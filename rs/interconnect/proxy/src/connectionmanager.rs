//! Management of the proxy-to-proxy connections.
//!
//! A proxy connects to all the other proxies and these connections form the
//! proxy network. Only one connection is needed between two proxies, which
//! is ensured by the policy that a proxy dials exactly the peers with a
//! smaller content-id. To support mirror promotion a proxy dials an address
//! without knowing whether it currently hosts a primary or a mirror; the
//! accept path sorts out stale instances by comparing the hello identity
//! with the peer slot.
//!
//! Each remote content-id owns at most one peer slot. A slot that reaches
//! `Closed` is removed; a replacement (for example after a promotion changed
//! the dbid) can only be created afterwards, so there is never a window with
//! two live connections for one content-id.

use crate::addressbook::{AddressBook, ProxyAddr};
use crate::common::{ContentId, NodeIdentity};
use crate::connection::Connection;
use crate::metrics::ControlPlaneMetrics;
use crate::stream::{peer_dial_handshake, ConnId, ProxyEvent, StreamError};
use slog::{debug, Logger};
use std::collections::HashMap;
use std::fmt;
use tokio::net::TcpStream;
use tokio::sync::mpsc;
use tokio::task::JoinHandle;

/// The connection state machine for a peer slot.
pub enum PeerState {
    /// Identity known, no socket yet.
    Placeholder,
    /// Outbound dial and hello exchange in flight.
    Connecting { dial_task: JoinHandle<()> },
    /// Inbound socket received, hello exchange done, connection being
    /// installed.
    Accepting,
    /// Handshake complete, flow control active.
    Connected { conn: Connection },
    /// Disconnect requested; the write queue is draining.
    Closing { conn_id: ConnId },
    /// Terminal. Reaching it frees the slot.
    Closed,
}

impl PeerState {
    pub fn label(&self) -> &'static str {
        match self {
            Self::Placeholder => "placeholder",
            Self::Connecting { .. } => "connecting",
            Self::Accepting => "accepting",
            Self::Connected { .. } => "connected",
            Self::Closing { .. } => "closing",
            Self::Closed => "closed",
        }
    }

    fn idx(&self) -> i64 {
        match self {
            Self::Placeholder => 1,
            Self::Connecting { .. } => 2,
            Self::Accepting => 3,
            Self::Connected { .. } => 4,
            Self::Closing { .. } => 5,
            Self::Closed => 6,
        }
    }

    /// Verifies that the state transition is allowed by the state machine.
    fn is_valid_transition(&self, next: &Self) -> bool {
        matches!(
            (self, next),
            (
                Self::Placeholder,
                Self::Connecting { .. } | Self::Accepting | Self::Closed
            ) | (
                Self::Connecting { .. },
                Self::Connected { .. } | Self::Placeholder | Self::Closed
            ) | (Self::Accepting, Self::Connected { .. } | Self::Closed)
                | (Self::Connected { .. }, Self::Closing { .. })
                | (Self::Closing { .. }, Self::Closed)
        )
    }
}

impl fmt::Debug for PeerState {
    fn fmt(&self, f: &mut fmt::Formatter<'_>) -> fmt::Result {
        write!(f, "PeerState::{}", self.label())
    }
}

pub struct Peer {
    pub id: NodeIdentity,
    state: PeerState,
}

/// What the accept path should do with an inbound connection, decided
/// purely from the hello identity and the current slot. Duplicate and
/// promotion conflicts are resolved by content-id comparison, never by
/// arrival order.
#[derive(Debug, PartialEq, Eq)]
pub enum AcceptDecision {
    /// Fresh identity; install the connection.
    Install,
    /// We dialed this peer although it is the designated initiator; cancel
    /// the dial and take the inbound connection instead.
    CancelDialAndInstall,
    /// A live connection for this content-id exists (stale instance or
    /// duplicate). Close it first and drop the inbound socket; the
    /// initiator retries once the old slot is fully closed.
    CloseExistingAndReject { reason: &'static str },
    /// Drop the inbound socket.
    Reject { reason: &'static str },
}

pub struct PeerRegistry {
    log: Logger,
    metrics: ControlPlaneMetrics,
    my_id: NodeIdentity,
    peers: HashMap<ContentId, Peer>,
}
use crate::config::Config;
use clap::Parser;
use std::fs::File;
use std::io::BufReader;
use std::path::PathBuf;
use thiserror::Error;

/// This struct is used to provide a command line interface to the proxy.
#[derive(Parser)]
#[command(version, about = "Interconnect proxy daemon")]
pub struct Cli {
    /// This field contains the path to the config file.
    #[arg(short, long)]
    pub config: PathBuf,
}

#[derive(Debug, Error)]
pub enum CliError {
    #[error("An error occurred while reading the config file: {0}")]
    Io(std::io::Error),
    #[error("An error occurred while deserializing the provided configuration: {0}")]
    Deserialize(String),
}

impl Cli {
    /// Loads the config from the provided `config` argument.
    pub fn get_config(&self) -> Result<Config, CliError> {
        let file = File::open(&self.config).map_err(CliError::Io)?;
        serde_json::from_reader(BufReader::new(file))
            .map_err(|err| CliError::Deserialize(err.to_string()))
    }
}

#[cfg(test)]
mod tests {
    use super::*;
    use std::io::Write;

    #[test]
    fn loads_config_from_file() {
        let mut file = tempfile::NamedTempFile::new().unwrap();
        writeln!(
            file,
            r#"{{"content_id": 1, "dbid": 3, "host_port": 6000,
                "proxy_addresses": "0:2:localhost:4000,1:3:localhost:4001"}}"#
        )
        .unwrap();
        let cli = Cli {
            config: file.path().to_path_buf(),
        };
        let config = cli.get_config().unwrap();
        assert_eq!(config.content_id, 1);
        assert_eq!(config.proxy_addresses, "0:2:localhost:4000,1:3:localhost:4001");
    }

    #[test]
    fn missing_file_is_an_io_error() {
        let cli = Cli {
            config: PathBuf::from("/nonexistent/motion-proxy.json"),
        };
        assert!(matches!(cli.get_config(), Err(CliError::Io(_))));
    }
}
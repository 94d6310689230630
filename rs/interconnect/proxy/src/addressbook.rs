//! The address table: which proxy lives where.
//!
//! The raw address list arrives as one configuration string with one entry
//! per node identity. The table keeps the previously loaded generation so a
//! reload can be diffed: entries that disappeared or whose address changed
//! must have their peers disconnected before any reconnection happens, which
//! is what keeps a promotion from ever producing two live connections for
//! one content-id.

use crate::common::NodeIdentity;
use std::fmt;
use thiserror::Error;

/// One parsed `content:dbid:host:port` entry.
#[derive(Clone, Debug, PartialEq, Eq)]
pub struct ProxyAddr {
    pub id: NodeIdentity,
    /// Hostname or IP literal.
    pub host: String,
    /// Port number. Only numeric ports are supported: every proxy needs a
    /// unique port on its host, so service names are rejected as syntax
    /// errors.
    pub port: u16,
}

impl ProxyAddr {
    /// Connect/bind endpoint; resolution of non-literal hostnames is left to
    /// the socket layer.
    pub fn endpoint(&self) -> (String, u16) {
        (self.host.clone(), self.port)
    }
}

impl fmt::Display for ProxyAddr {
    fn fmt(&self, f: &mut fmt::Formatter<'_>) -> fmt::Result {
        write!(f, "{} at {}:{}", self.id, self.host, self.port)
    }
}

#[derive(Debug, Error)]
pub enum ConfigError {
    #[error("malformed proxy address entry {entry:?}")]
    Syntax { entry: String },
    #[error("unsupported port {port:?} in entry {entry:?}: only port numbers are accepted")]
    BadPort { entry: String, port: String },
    #[error("duplicate proxy address for {id}")]
    DuplicateIdentity { id: NodeIdentity },
}

/// Current and previous address generations plus the diff between them.
pub struct AddressBook {
    my_id: NodeIdentity,
    current: Vec<ProxyAddr>,
    previous: Vec<ProxyAddr>,
    /// Entries new in the current generation, including changed ones.
    added: Vec<ProxyAddr>,
    /// Entries gone from the previous generation, including changed ones:
    /// a changed address is a removal followed by an addition.
    removed: Vec<ProxyAddr>,
}

impl AddressBook {
    pub fn new(my_id: NodeIdentity) -> Self {
        Self {
            my_id,
            current: Vec::new(),
            previous: Vec::new(),
            added: Vec::new(),
            removed: Vec::new(),
        }
    }

    /// Replaces the current generation with a freshly parsed one and records
    /// the diff. On a parse error the previously loaded list stays in force.
    pub fn reload(&mut self, raw: &str) -> Result<(), ConfigError> {
        let next = parse_addresses(raw)?;
        let (added, removed) = diff(&self.current, &next);
        self.previous = std::mem::replace(&mut self.current, next);
        self.added = added;
        self.removed = removed;
        Ok(())
    }

    pub fn current(&self) -> &[ProxyAddr] {
        &self.current
    }

    pub fn added(&self) -> &[ProxyAddr] {
        &self.added
    }

    pub fn removed(&self) -> &[ProxyAddr] {
        &self.removed
    }

    /// This node's own entry in the current list, if any.
    pub fn my_addr(&self) -> Option<&ProxyAddr> {
        self.current.iter().find(|a| a.id == self.my_id)
    }
}

/// Parses a comma/whitespace separated list of `content:dbid:host:port`
/// entries.
pub fn parse_addresses(raw: &str) -> Result<Vec<ProxyAddr>, ConfigError> {
    let mut addrs: Vec<ProxyAddr> = Vec::new();
    for entry in raw.split([',', ' ', '\t', '\n']) {
        let entry = entry.trim();
        if entry.is_empty() {
            continue;
        }
        let syntax = || ConfigError::Syntax {
            entry: entry.to_string(),
        };
        // The host may itself contain ':' (IPv6 literal), so take the port
        // from the right and the identity from the left.
        let (rest, port_str) = entry.rsplit_once(':').ok_or_else(syntax)?;
        let mut left = rest.splitn(3, ':');
        let content = left.next().ok_or_else(syntax)?;
        let dbid = left.next().ok_or_else(syntax)?;
        let host = left.next().ok_or_else(syntax)?;
        if host.is_empty() {
            return Err(syntax());
        }
        let content = content.parse().map_err(|_| syntax())?;
        let dbid = dbid.parse().map_err(|_| syntax())?;
        let port = port_str.parse().map_err(|_| ConfigError::BadPort {
            entry: entry.to_string(),
            port: port_str.to_string(),
        })?;
        let id = NodeIdentity::new(content, dbid);
        if addrs.iter().any(|a| a.id == id) {
            return Err(ConfigError::DuplicateIdentity { id });
        }
        addrs.push(ProxyAddr {
            id,
            host: host.to_string(),
            port,
        });
    }
    Ok(addrs)
}

/// Compares two generations by node identity and by address. Returns
/// `(added, removed)`; an entry whose address changed shows up in both, so
/// callers naturally treat "changed" as remove-then-add.
pub fn diff(old: &[ProxyAddr], new: &[ProxyAddr]) -> (Vec<ProxyAddr>, Vec<ProxyAddr>) {
    let added = new
        .iter()
        .filter(|entry| !old.contains(entry))
        .cloned()
        .collect();
    let removed = old
        .iter()
        .filter(|entry| !new.contains(entry))
        .cloned()
        .collect();
    (added, removed)
}
fn spawn_peer_accept_task(
    listener: TcpListener,
    my_id: NodeIdentity,
    events: mpsc::Sender<ProxyEvent>,
    log: Logger,
    metrics: ControlPlaneMetrics,
) -> JoinHandle<()> {
    tokio::spawn(async move {
        loop {
            match listener.accept().await {
                Ok((stream, peer_addr)) => {
                    metrics
                        .tcp_accepts
                        .with_label_values(&[STATUS_SUCCESS])
                        .inc();
                    // TCP_NODELAY is required: without it small control and
                    // data packets stall behind Nagle.
                    if let Err(err) = stream.set_nodelay(true) {
                        warn!(log, "set_nodelay failed for {}: {}", peer_addr, err);
                        continue;
                    }
                    debug!(log, "new peer connection from {}", peer_addr);
                    let events = events.clone();
                    let log = log.clone();
                    let metrics = metrics.clone();
                    tokio::spawn(async move {
                        let mut stream = stream;
                        match peer_accept_handshake(&mut stream, my_id).await {
                            Ok(remote) => {
                                metrics
                                    .handshakes
                                    .with_label_values(&["server", STATUS_SUCCESS])
                                    .inc();
                                let _ = events
                                    .send(ProxyEvent::PeerAccepted { remote, stream })
                                    .await;
                            }
                            Err(err) => {
                                metrics
                                    .handshakes
                                    .with_label_values(&["server", STATUS_ERROR])
                                    .inc();
                                warn!(log, "peer handshake with {} failed: {}", peer_addr, err);
                            }
                        }
                    });
                }
                Err(err) => {
                    metrics.tcp_accepts.with_label_values(&[STATUS_ERROR]).inc();
                    warn!(log, "failed to accept a peer connection: {}", err);
                }
            }
        }
    })
}
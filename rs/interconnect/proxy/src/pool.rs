//! Fixed-size buffer pool for wire packets.
//!
//! Every payload that crosses the proxy lives in a pooled buffer: the read
//! task fills one, ownership moves to the router, then to the destination's
//! write task, and the buffer returns to the free list when the final owner
//! drops it. The pool never hands the same buffer to two owners; release is
//! tied to `Drop` so a buffer cannot be returned twice.

use bytes::BytesMut;
use std::ops::{Deref, DerefMut};
use std::sync::atomic::{AtomicUsize, Ordering};
use std::sync::{Arc, Mutex};

/// Upper bound on buffers kept on the free list; anything beyond this is
/// handed back to the allocator instead.
const DEFAULT_MAX_FREE: usize = 256;

#[derive(Clone)]
pub struct PacketPool {
    inner: Arc<PoolInner>,
}

struct PoolInner {
    buf_size: usize,
    max_free: usize,
    free: Mutex<Vec<BytesMut>>,
    /// Buffers currently held by some owner. Must return to zero when the
    /// proxy is idle; going negative is an invariant violation.
    outstanding: AtomicUsize,
    allocated_total: AtomicUsize,
}

impl PacketPool {
    pub fn new(buf_size: usize) -> Self {
        Self::with_max_free(buf_size, DEFAULT_MAX_FREE)
    }

    pub fn with_max_free(buf_size: usize, max_free: usize) -> Self {
        Self {
            inner: Arc::new(PoolInner {
                buf_size,
                max_free,
                free: Mutex::new(Vec::new()),
                outstanding: AtomicUsize::new(0),
                allocated_total: AtomicUsize::new(0),
            }),
        }
    }

    /// Takes a buffer from the free list, or allocates a fresh one if the
    /// list is empty. The returned packet owns the buffer until dropped.
    pub fn alloc(&self) -> Packet {
        let buf = match self.inner.free.lock().expect("packet pool poisoned").pop() {
            Some(mut buf) => {
                buf.clear();
                buf
            }
            None => {
                self.inner.allocated_total.fetch_add(1, Ordering::Relaxed);
                BytesMut::with_capacity(self.inner.buf_size)
            }
        };
        self.inner.outstanding.fetch_add(1, Ordering::Relaxed);
        Packet {
            buf,
            pool: Arc::clone(&self.inner),
        }
    }

    pub fn buf_size(&self) -> usize {
        self.inner.buf_size
    }

    /// Number of buffers currently owned outside the pool.
    pub fn outstanding(&self) -> usize {
        self.inner.outstanding.load(Ordering::Relaxed)
    }

    /// Total number of buffers ever allocated (not recycled).
    pub fn allocated_total(&self) -> usize {
        self.inner.allocated_total.load(Ordering::Relaxed)
    }
}

impl PoolInner {
    fn release(&self, buf: BytesMut) {
        let prev = self.outstanding.fetch_sub(1, Ordering::Relaxed);
        // A zero count here means a buffer was returned that the pool never
        // handed out; the accounting is broken and the process must not
        // continue shuffling data.
        assert!(prev > 0, "packet pool: released more buffers than allocated");
        let mut free = self.free.lock().expect("packet pool poisoned");
        if free.len() < self.max_free {
            free.push(buf);
        }
    }
}

/// A pooled wire buffer. Dereferences to `BytesMut`; the buffer goes back to
/// the pool when the packet is dropped.
pub struct Packet {
    buf: BytesMut,
    pool: Arc<PoolInner>,
}

impl Packet {
    pub fn len(&self) -> usize {
        self.buf.len()
    }

    pub fn is_empty(&self) -> bool {
        self.buf.is_empty()
    }
}

impl Deref for Packet {
    type Target = BytesMut;

    fn deref(&self) -> &BytesMut {
        &self.buf
    }
}

impl DerefMut for Packet {
    fn deref_mut(&mut self) -> &mut BytesMut {
        &mut self.buf
    }
}

impl Drop for Packet {
    fn drop(&mut self) {
        self.pool.release(std::mem::take(&mut self.buf));
    }
}

impl std::fmt::Debug for Packet {
    fn fmt(&self, f: &mut std::fmt::Formatter<'_>) -> std::fmt::Result {
        write!(f, "Packet(len = {})", self.buf.len())
    }
}

#[cfg(test)]
mod tests {
    use super::*;

    #[test]
    fn alloc_and_drop_balance() {
        let pool = PacketPool::new(1024);
        let a = pool.alloc();
        let b = pool.alloc();
        assert_eq!(pool.outstanding(), 2);
        drop(a);
        assert_eq!(pool.outstanding(), 1);
        drop(b);
        assert_eq!(pool.outstanding(), 0);
    }

    #[test]
    fn freed_buffers_are_recycled() {
        let pool = PacketPool::new(1024);
        let mut p = pool.alloc();
        p.extend_from_slice(b"hello");
        drop(p);
        assert_eq!(pool.allocated_total(), 1);

        // The recycled buffer comes back empty.
        let p = pool.alloc();
        assert_eq!(pool.allocated_total(), 1);
        assert!(p.is_empty());
    }

    #[test]
    fn pool_grows_past_free_list() {
        let pool = PacketPool::with_max_free(64, 2);
        let bufs: Vec<_> = (0..5).map(|_| pool.alloc()).collect();
        assert_eq!(pool.outstanding(), 5);
        assert_eq!(pool.allocated_total(), 5);
        drop(bufs);
        assert_eq!(pool.outstanding(), 0);
        // Only max_free buffers are retained.
        let _again: Vec<_> = (0..5).map(|_| pool.alloc()).collect();
        assert_eq!(pool.allocated_total(), 8);
    }

    #[test]
    fn balance_over_interleaved_ownership_transfer() {
        let pool = PacketPool::new(256);
        let mut held = Vec::new();
        for i in 0..100 {
            let mut p = pool.alloc();
            p.extend_from_slice(&[i as u8]);
            if i % 3 == 0 {
                held.push(p);
            }
        }
        assert_eq!(pool.outstanding(), held.len());
        held.clear();
        assert_eq!(pool.outstanding(), 0);
    }
}
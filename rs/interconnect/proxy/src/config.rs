//! The basic configuration struct used to start up a proxy instance.

use crate::common::{client_sock_path, NodeIdentity};
use serde::{Deserialize, Serialize};
use std::path::PathBuf;

const DEFAULT_PENDING_QUEUE_CAPACITY: usize = 1024;
const DEFAULT_MAX_PACKET_SIZE: usize = 32 * 1024;

/// Logging options; the daemon logs to stderr.
#[derive(Clone, Debug, Serialize, Deserialize, PartialEq, Eq)]
#[serde(default)]
pub struct LoggerConfig {
    /// One of `trace`, `debug`, `info`, `warning`, `error`, `critical`.
    pub level: String,
}

impl Default for LoggerConfig {
    fn default() -> Self {
        Self {
            level: "info".to_string(),
        }
    }
}

impl LoggerConfig {
    pub fn slog_level(&self) -> slog::Level {
        match self.level.as_str() {
            "trace" => slog::Level::Trace,
            "debug" => slog::Level::Debug,
            "warning" => slog::Level::Warning,
            "error" => slog::Level::Error,
            "critical" => slog::Level::Critical,
            _ => slog::Level::Info,
        }
    }
}

/// This struct contains configuration options for one interconnect proxy.
#[derive(Clone, Debug, Serialize, Deserialize)]
pub struct Config {
    /// The content-id of the segment this proxy serves.
    pub content_id: i16,
    /// The dbid of the segment instance this proxy serves.
    pub dbid: i16,
    /// The port of the owning database process; part of the client socket
    /// path so co-located instances never collide.
    pub host_port: u16,
    /// The pid of the owning database process; defaults to this process.
    #[serde(default)]
    pub host_pid: Option<u32>,
    /// The proxy address list, one `content:dbid:host:port` entry per node.
    /// Re-read from the config file on a reload signal.
    #[serde(default)]
    pub proxy_addresses: String,
    /// Directory for the client listener socket.
    #[serde(default)]
    pub sock_dir: Option<PathBuf>,
    /// Per-connection bound on packets queued for a paused destination.
    /// Overflow is a flow-control protocol violation and is fatal.
    #[serde(default = "default_pending_queue_capacity")]
    pub pending_queue_capacity: usize,
    /// Size of pooled wire buffers; the largest payload a frame may carry.
    #[serde(default = "default_max_packet_size")]
    pub max_packet_size: usize,
    /// Read end of the parent process's liveness pipe. EOF on it means the
    /// parent is gone and the proxy must terminate immediately.
    #[serde(default)]
    pub parent_watch_fd: Option<i32>,
    /// Backing file for the failure flag shared with the host system. When
    /// unset the flag is process-local.
    #[serde(default)]
    pub failure_flag_path: Option<PathBuf>,
    /// Logger config.
    #[serde(default)]
    pub logger: LoggerConfig,
}

fn default_pending_queue_capacity() -> usize {
    DEFAULT_PENDING_QUEUE_CAPACITY
}

fn default_max_packet_size() -> usize {
    DEFAULT_MAX_PACKET_SIZE
}

impl Config {
    /// A config with everything defaulted except the identity; the starting
    /// point for tests and tools.
    pub fn for_node(content_id: i16, dbid: i16, host_port: u16) -> Self {
        Self {
            content_id,
            dbid,
            host_port,
            host_pid: None,
            proxy_addresses: String::new(),
            sock_dir: None,
            pending_queue_capacity: DEFAULT_PENDING_QUEUE_CAPACITY,
            max_packet_size: DEFAULT_MAX_PACKET_SIZE,
            parent_watch_fd: None,
            failure_flag_path: None,
            logger: LoggerConfig::default(),
        }
    }

    pub fn identity(&self) -> NodeIdentity {
        NodeIdentity::new(self.content_id, self.dbid)
    }

    pub fn host_pid(&self) -> u32 {
        self.host_pid.unwrap_or_else(std::process::id)
    }

    pub fn sock_dir(&self) -> PathBuf {
        self.sock_dir
            .clone()
            .unwrap_or_else(|| PathBuf::from("/tmp"))
    }

    /// The client listener socket path for this instance.
    pub fn client_sock_path(&self) -> PathBuf {
        client_sock_path(&self.sock_dir(), self.host_port, self.host_pid())
    }
}

#[cfg(test)]
pub mod test {
    use super::*;

    pub struct ConfigBuilder {
        config: Config,
    }

    impl ConfigBuilder {
        pub fn new(content_id: i16, dbid: i16) -> Self {
            Self {
                config: Config::for_node(content_id, dbid, 6000),
            }
        }

        pub fn with_proxy_addresses(mut self, addresses: &str) -> Self {
            self.config.proxy_addresses = addresses.to_string();
            self
        }

        pub fn with_sock_dir(mut self, dir: PathBuf) -> Self {
            self.config.sock_dir = Some(dir);
            self
        }

        pub fn build(self) -> Config {
            self.config
        }
    }

    #[test]
    fn defaults_are_filled_in() {
        let config: Config = serde_json::from_str(
            r#"{"content_id": 0, "dbid": 2, "host_port": 5432}"#,
        )
        .unwrap();
        assert_eq!(config.pending_queue_capacity, 1024);
        assert_eq!(config.max_packet_size, 32 * 1024);
        assert_eq!(config.logger.level, "info");
        assert_eq!(config.identity(), NodeIdentity::new(0, 2));
    }

    #[test]
    fn sock_path_uses_host_port_and_pid() {
        let mut config = Config::for_node(1, 3, 6432);
        config.host_pid = Some(4242);
        assert_eq!(
            config.client_sock_path(),
            PathBuf::from("/tmp/.s.motion_proxy.6432.4242")
        );
    }
}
═══
**Task to complete**
Gather each line of the listing containing the word "ConnId" and show it.

**Solution to the problem**
use crate::stream::{peer_dial_handshake, ConnId, ProxyEvent, StreamError};
    Closing { conn_id: ConnId },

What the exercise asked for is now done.